I need every line of the material below that includes the string "within".

● DATA UNDER STUDY
■ ■ ■ ■ ■

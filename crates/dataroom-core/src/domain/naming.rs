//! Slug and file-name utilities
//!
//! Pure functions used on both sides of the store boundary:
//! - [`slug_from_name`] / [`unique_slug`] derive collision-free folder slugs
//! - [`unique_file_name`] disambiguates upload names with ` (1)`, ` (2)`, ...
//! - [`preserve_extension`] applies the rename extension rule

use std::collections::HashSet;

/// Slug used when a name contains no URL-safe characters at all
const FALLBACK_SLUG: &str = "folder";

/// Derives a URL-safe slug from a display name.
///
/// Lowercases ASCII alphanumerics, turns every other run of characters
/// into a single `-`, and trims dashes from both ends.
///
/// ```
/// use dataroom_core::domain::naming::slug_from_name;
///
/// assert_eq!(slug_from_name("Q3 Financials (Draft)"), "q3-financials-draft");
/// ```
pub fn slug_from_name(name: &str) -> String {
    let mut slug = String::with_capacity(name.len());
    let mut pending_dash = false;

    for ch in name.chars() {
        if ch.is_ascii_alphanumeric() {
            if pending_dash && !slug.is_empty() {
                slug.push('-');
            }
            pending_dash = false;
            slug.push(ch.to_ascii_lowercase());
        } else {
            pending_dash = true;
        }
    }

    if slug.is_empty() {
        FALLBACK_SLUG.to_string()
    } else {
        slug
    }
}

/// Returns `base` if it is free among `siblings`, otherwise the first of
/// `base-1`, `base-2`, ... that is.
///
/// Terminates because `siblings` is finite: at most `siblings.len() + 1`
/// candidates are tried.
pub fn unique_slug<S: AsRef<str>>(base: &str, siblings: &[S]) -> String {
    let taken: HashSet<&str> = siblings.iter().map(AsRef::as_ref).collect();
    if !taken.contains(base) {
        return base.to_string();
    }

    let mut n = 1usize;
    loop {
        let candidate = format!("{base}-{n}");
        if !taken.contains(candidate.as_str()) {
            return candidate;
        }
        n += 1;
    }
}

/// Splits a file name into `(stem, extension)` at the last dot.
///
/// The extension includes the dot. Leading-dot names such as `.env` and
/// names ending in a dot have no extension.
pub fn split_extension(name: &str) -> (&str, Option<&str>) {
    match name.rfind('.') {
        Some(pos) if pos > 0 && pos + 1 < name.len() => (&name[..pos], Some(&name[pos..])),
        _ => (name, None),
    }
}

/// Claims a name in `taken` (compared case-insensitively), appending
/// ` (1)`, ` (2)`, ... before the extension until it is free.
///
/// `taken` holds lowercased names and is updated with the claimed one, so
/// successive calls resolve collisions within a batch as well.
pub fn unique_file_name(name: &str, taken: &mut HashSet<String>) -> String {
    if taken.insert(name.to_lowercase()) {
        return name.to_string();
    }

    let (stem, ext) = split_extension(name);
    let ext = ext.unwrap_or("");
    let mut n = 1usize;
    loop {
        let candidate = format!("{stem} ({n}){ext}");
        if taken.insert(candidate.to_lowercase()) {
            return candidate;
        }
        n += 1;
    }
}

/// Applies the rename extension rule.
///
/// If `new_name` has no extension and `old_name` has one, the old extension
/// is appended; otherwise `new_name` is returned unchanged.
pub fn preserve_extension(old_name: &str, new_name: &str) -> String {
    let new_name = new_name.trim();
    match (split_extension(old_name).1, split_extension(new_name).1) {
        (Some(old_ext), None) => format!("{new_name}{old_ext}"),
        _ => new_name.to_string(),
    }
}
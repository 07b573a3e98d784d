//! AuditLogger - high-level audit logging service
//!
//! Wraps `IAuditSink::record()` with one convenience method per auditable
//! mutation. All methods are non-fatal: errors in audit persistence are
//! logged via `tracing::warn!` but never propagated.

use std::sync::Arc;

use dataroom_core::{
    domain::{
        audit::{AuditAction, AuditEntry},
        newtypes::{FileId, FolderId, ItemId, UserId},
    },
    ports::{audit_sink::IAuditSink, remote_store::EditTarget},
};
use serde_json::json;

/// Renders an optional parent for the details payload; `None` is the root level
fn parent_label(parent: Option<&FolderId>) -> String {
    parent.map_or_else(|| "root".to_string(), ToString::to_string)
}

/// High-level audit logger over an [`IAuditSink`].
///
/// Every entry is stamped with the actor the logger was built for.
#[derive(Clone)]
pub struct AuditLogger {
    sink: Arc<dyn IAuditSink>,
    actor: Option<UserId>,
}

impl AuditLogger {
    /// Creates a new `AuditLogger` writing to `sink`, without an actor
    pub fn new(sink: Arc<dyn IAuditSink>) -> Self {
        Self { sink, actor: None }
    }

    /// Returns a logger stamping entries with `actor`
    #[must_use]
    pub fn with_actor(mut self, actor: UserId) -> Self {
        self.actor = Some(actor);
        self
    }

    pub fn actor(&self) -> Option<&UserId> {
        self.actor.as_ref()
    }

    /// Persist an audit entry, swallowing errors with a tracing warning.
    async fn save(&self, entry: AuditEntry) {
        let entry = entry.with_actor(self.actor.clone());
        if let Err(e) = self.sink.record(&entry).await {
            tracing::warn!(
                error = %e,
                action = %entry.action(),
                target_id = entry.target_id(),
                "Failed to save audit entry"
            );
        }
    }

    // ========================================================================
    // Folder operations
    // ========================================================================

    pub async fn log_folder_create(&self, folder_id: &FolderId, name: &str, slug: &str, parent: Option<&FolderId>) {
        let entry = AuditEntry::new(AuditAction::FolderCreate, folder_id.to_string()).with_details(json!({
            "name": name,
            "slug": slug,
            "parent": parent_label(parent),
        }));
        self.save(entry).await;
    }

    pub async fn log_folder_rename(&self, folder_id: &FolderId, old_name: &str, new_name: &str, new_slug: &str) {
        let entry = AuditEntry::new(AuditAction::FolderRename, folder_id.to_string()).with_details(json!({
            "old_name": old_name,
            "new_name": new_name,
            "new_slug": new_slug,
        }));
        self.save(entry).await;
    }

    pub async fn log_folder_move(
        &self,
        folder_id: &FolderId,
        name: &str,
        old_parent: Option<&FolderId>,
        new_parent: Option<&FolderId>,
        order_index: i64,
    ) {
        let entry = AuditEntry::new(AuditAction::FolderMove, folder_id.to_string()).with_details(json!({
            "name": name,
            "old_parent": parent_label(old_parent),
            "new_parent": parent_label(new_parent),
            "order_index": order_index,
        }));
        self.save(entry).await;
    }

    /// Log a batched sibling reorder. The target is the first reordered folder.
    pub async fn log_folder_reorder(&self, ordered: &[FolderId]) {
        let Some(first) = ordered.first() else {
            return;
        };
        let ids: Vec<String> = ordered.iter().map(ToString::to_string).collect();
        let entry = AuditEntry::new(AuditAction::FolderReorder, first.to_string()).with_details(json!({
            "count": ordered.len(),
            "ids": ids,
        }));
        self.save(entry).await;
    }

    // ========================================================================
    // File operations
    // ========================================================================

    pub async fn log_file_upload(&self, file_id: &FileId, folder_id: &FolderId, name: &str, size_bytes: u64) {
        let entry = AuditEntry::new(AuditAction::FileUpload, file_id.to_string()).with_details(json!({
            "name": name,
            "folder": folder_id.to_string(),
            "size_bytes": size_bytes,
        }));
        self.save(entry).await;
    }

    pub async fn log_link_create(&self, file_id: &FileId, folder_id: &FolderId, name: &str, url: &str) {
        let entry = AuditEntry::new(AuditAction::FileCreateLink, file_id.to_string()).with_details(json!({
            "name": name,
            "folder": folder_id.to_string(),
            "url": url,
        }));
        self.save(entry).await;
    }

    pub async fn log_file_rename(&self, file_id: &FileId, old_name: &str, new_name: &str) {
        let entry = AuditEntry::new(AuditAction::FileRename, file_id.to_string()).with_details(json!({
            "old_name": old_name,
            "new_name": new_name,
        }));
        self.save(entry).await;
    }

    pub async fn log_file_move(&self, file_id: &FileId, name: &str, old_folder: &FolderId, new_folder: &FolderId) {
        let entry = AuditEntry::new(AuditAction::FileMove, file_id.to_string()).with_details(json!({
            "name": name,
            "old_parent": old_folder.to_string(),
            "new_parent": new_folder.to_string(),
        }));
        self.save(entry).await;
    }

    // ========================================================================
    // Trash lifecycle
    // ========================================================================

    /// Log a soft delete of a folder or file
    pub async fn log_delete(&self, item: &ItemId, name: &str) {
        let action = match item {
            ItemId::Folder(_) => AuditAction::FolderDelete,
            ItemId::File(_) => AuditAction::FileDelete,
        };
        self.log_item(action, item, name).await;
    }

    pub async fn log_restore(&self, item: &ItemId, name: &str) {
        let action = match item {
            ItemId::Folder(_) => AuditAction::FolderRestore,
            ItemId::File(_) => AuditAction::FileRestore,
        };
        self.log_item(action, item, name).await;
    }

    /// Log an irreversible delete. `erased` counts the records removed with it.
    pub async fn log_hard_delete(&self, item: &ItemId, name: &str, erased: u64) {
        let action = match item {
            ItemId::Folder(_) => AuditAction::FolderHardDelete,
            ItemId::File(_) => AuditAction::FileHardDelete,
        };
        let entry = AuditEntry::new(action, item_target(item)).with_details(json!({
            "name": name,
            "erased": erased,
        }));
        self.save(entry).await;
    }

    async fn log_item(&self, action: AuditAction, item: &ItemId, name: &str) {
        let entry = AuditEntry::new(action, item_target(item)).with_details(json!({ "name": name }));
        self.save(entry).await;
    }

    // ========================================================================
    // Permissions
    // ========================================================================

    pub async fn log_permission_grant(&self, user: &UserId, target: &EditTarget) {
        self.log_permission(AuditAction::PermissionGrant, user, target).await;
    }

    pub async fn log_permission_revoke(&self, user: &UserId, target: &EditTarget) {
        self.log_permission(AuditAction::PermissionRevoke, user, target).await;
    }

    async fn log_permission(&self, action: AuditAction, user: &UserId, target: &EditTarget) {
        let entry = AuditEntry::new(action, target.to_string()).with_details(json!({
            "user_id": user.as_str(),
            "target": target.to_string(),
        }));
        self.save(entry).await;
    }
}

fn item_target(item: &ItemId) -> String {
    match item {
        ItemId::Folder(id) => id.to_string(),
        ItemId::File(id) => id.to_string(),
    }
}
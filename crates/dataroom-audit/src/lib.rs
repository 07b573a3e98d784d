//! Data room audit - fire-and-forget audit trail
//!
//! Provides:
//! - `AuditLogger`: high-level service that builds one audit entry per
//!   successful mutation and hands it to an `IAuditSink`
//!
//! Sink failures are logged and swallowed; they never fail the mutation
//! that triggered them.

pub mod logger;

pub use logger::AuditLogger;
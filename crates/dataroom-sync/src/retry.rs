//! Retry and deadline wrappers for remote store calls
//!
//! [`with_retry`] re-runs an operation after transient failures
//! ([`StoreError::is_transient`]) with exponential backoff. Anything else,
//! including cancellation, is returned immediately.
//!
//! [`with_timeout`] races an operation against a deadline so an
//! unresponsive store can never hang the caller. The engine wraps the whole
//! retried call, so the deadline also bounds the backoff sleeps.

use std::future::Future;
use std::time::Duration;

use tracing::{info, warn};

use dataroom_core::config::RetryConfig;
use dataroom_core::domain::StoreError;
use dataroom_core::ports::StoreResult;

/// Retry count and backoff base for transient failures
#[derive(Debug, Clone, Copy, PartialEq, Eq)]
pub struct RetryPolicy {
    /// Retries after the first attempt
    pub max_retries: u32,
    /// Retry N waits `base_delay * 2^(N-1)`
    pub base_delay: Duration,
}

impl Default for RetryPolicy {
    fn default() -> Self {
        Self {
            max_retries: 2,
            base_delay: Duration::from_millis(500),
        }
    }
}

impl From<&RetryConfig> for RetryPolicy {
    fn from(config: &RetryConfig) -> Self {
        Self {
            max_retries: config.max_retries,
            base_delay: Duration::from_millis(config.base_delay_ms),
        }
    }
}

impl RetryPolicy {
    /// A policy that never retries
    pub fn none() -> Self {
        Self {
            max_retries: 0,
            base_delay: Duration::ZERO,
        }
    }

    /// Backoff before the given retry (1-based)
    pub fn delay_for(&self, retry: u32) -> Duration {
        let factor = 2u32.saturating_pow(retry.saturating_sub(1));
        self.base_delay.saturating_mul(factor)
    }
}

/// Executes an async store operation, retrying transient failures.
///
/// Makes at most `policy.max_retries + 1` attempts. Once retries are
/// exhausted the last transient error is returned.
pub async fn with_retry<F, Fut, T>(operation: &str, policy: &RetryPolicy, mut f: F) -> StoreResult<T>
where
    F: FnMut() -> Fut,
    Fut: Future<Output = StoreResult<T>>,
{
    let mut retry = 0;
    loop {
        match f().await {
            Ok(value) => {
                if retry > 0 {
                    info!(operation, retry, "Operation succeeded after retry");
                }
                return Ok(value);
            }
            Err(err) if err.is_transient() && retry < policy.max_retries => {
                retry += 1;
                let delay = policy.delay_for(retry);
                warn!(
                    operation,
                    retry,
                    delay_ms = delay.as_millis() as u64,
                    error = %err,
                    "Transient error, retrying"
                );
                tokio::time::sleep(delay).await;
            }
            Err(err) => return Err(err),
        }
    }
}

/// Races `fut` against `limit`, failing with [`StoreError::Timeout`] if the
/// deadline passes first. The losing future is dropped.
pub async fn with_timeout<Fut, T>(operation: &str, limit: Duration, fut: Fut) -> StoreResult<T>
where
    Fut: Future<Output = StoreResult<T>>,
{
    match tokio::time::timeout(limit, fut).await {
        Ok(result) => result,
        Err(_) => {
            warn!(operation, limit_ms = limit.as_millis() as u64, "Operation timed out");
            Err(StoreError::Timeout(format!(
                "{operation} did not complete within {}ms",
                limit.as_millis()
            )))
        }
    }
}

■ ■ ■ ■ ■

● RESPONSE TO THIS TASK
/// successive calls resolve collisions within a batch as well.
                "{operation} did not complete within {}ms",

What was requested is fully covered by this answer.